WHAT YOU SHOULD DO:
Copy out every record that follows, word for word.

SOURCE RECORDS:
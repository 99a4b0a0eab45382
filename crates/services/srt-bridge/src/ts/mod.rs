//! MPEG-TS muxer and demuxer
//!
//! Sessions only see the [`TsMuxer`] and [`TsDemuxer`] traits. [`TsWriter`]
//! and [`TsReader`] are the default implementations: one program carrying
//! H.264 video and AAC (ADTS) or MP3 audio.

mod adts;
mod reader;
mod writer;

use bytes::BytesMut;

use crate::media::{AudioTag, MediaEvent, VideoTag};

pub use adts::{AacConfig, SAMPLE_RATES};
pub use reader::TsReader;
pub use writer::TsWriter;

pub const TS_PACKET_SIZE: usize = 188;
pub const TS_SYNC_BYTE: u8 = 0x47;

pub const PAT_PID: u16 = 0x0000;
pub const PMT_PID: u16 = 0x1000;
pub const VIDEO_PID: u16 = 0x0100;
pub const AUDIO_PID: u16 = 0x0101;

pub const STREAM_TYPE_MP3: u8 = 0x03;
pub const STREAM_TYPE_AAC: u8 = 0x0F;
pub const STREAM_TYPE_H264: u8 = 0x1B;

/// PTS/DTS ticks per millisecond
pub const TICKS_PER_MS: u64 = 90;

/// Turns gated media frames into TS bytes
pub trait TsMuxer {
    /// Stream prologue (PAT/PMT)
    fn begin(&mut self, out: &mut BytesMut);

    fn write_audio(&mut self, track: u8, tag: &AudioTag, payload: &[u8], out: &mut BytesMut);

    fn write_video(&mut self, track: u8, tag: &VideoTag, payload: &[u8], out: &mut BytesMut);

    /// Finish the stream and forget all codec state
    fn end(&mut self, out: &mut BytesMut);
}

/// Turns TS bytes back into media events
pub trait TsDemuxer {
    /// Feed bytes in arbitrary slices; returns the events completed so far
    fn read(&mut self, data: &[u8]) -> Vec<MediaEvent>;

    /// Emit whatever is pending followed by [`MediaEvent::End`] and reset
    fn flush(&mut self) -> Vec<MediaEvent>;
}

#[derive(Debug, Clone, PartialEq, Eq, thiserror::Error)]
pub enum TsError {
    #[error("PSI section truncated")]
    TruncatedSection,

    #[error("PSI section CRC mismatch")]
    BadCrc,

    #[error("missing PES start code")]
    NotPes,

    #[error("PES header truncated")]
    TruncatedPes,

    #[error("ADTS header invalid")]
    BadAdts,

    #[error("unsupported AAC configuration: {0}")]
    UnsupportedAac(String),
}

/// CRC-32/MPEG-2 as used by PSI sections
pub fn crc32_mpeg2(data: &[u8]) -> u32 {
    let mut crc = 0xFFFF_FFFFu32;
    for &byte in data {
        crc ^= (byte as u32) << 24;
        for _ in 0..8 {
            crc = if crc & 0x8000_0000 != 0 {
                (crc << 1) ^ 0x04C1_1DB7
            } else {
                crc << 1
            };
        }
    }
    crc
}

SOLUTION FOR THIS TASK:
repository 99a4b0a0eab45382
filename crates/services/srt-bridge/src/ts/mod.rs
//! MPEG-TS muxer and demuxer
//!
//! Sessions only see the [`TsMuxer`] and [`TsDemuxer`] traits. [`TsWriter`]
//! and [`TsReader`] are the default implementations: one program carrying
//! H.264 video and AAC (ADTS) or MP3 audio.

mod adts;
mod reader;
mod writer;

use bytes::BytesMut;

use crate::media::{AudioTag, MediaEvent, VideoTag};

pub use adts::{AacConfig, SAMPLE_RATES};
pub use reader::TsReader;
pub use writer::TsWriter;

pub const TS_PACKET_SIZE: usize = 188;
pub const TS_SYNC_BYTE: u8 = 0x47;

pub const PAT_PID: u16 = 0x0000;
pub const PMT_PID: u16 = 0x1000;
pub const VIDEO_PID: u16 = 0x0100;
pub const AUDIO_PID: u16 = 0x0101;

pub const STREAM_TYPE_MP3: u8 = 0x03;
pub const STREAM_TYPE_AAC: u8 = 0x0F;
pub const STREAM_TYPE_H264: u8 = 0x1B;

/// PTS/DTS ticks per millisecond
pub const TICKS_PER_MS: u64 = 90;

/// Turns gated media frames into TS bytes
pub trait TsMuxer {
    /// Stream prologue (PAT/PMT)
    fn begin(&mut self, out: &mut BytesMut);

    fn write_audio(&mut self, track: u8, tag: &AudioTag, payload: &[u8], out: &mut BytesMut);

    fn write_video(&mut self, track: u8, tag: &VideoTag, payload: &[u8], out: &mut BytesMut);

    /// Finish the stream and forget all codec state
    fn end(&mut self, out: &mut BytesMut);
}

/// Turns TS bytes back into media events
pub trait TsDemuxer {
    /// Feed bytes in arbitrary slices; returns the events completed so far
    fn read(&mut self, data: &[u8]) -> Vec<MediaEvent>;

    /// Emit whatever is pending followed by [`MediaEvent::End`] and reset
    fn flush(&mut self) -> Vec<MediaEvent>;
}

#[derive(Debug, Clone, PartialEq, Eq, thiserror::Error)]
pub enum TsError {
    #[error("PSI section truncated")]
    TruncatedSection,

    #[error("PSI section CRC mismatch")]
    BadCrc,

    #[error("missing PES start code")]
    NotPes,

    #[error("PES header truncated")]
    TruncatedPes,

    #[error("ADTS header invalid")]
    BadAdts,

    #[error("unsupported AAC configuration: {0}")]
    UnsupportedAac(String),
}

/// CRC-32/MPEG-2 as used by PSI sections
pub fn crc32_mpeg2(data: &[u8]) -> u32 {
    let mut crc = 0xFFFF_FFFFu32;
    for &byte in data {
        crc ^= (byte as u32) << 24;
        for _ in 0..8 {
            crc = if crc & 0x8000_0000 != 0 {
                (crc << 1) ^ 0x04C1_1DB7
            } else {
                crc << 1
            };
        }
    }
    crc
}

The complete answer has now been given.